*** Begin section ***

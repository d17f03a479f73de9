//! Shared doubles and fixtures for the behavioural suites.

mod fixture;
mod launcher;
mod reporter;
mod shutdown;

pub use fixture::{ServiceFixture, idle_probe};
pub use launcher::FakeLauncher;
pub use reporter::{HealthEvent, RecordingHealthReporter};
pub use shutdown::TestShutdownSignal;

use std::time::{Duration, Instant};

pub const WAIT_TIMEOUT: Duration = Duration::from_secs(5);
pub const POLL_INTERVAL: Duration = Duration::from_millis(25);

pub type StepResult = Result<(), String>;

/// Polls `condition` until it holds or [`WAIT_TIMEOUT`] passes.
pub fn wait_until(mut condition: impl FnMut() -> bool) -> bool {
    let deadline = Instant::now() + WAIT_TIMEOUT;
    while Instant::now() < deadline {
        if condition() {
            return true;
        }
        std::thread::sleep(POLL_INTERVAL);
    }
    condition()
}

*** End section ***

● Work instructions:
Print, unaltered, every line from the beginning of the material down to the line with "while Instant::now() <".

● The answer:
repository d17f03a479f73de9
//! Shared doubles and fixtures for the behavioural suites.

mod fixture;
mod launcher;
mod reporter;
mod shutdown;

pub use fixture::{ServiceFixture, idle_probe};
pub use launcher::FakeLauncher;
pub use reporter::{HealthEvent, RecordingHealthReporter};
pub use shutdown::TestShutdownSignal;

use std::time::{Duration, Instant};

pub const WAIT_TIMEOUT: Duration = Duration::from_secs(5);
pub const POLL_INTERVAL: Duration = Duration::from_millis(25);

pub type StepResult = Result<(), String>;

/// Polls `condition` until it holds or [`WAIT_TIMEOUT`] passes.
pub fn wait_until(mut condition: impl FnMut() -> bool) -> bool {
    let deadline = Instant::now() + WAIT_TIMEOUT;
    while Instant::now() < deadline {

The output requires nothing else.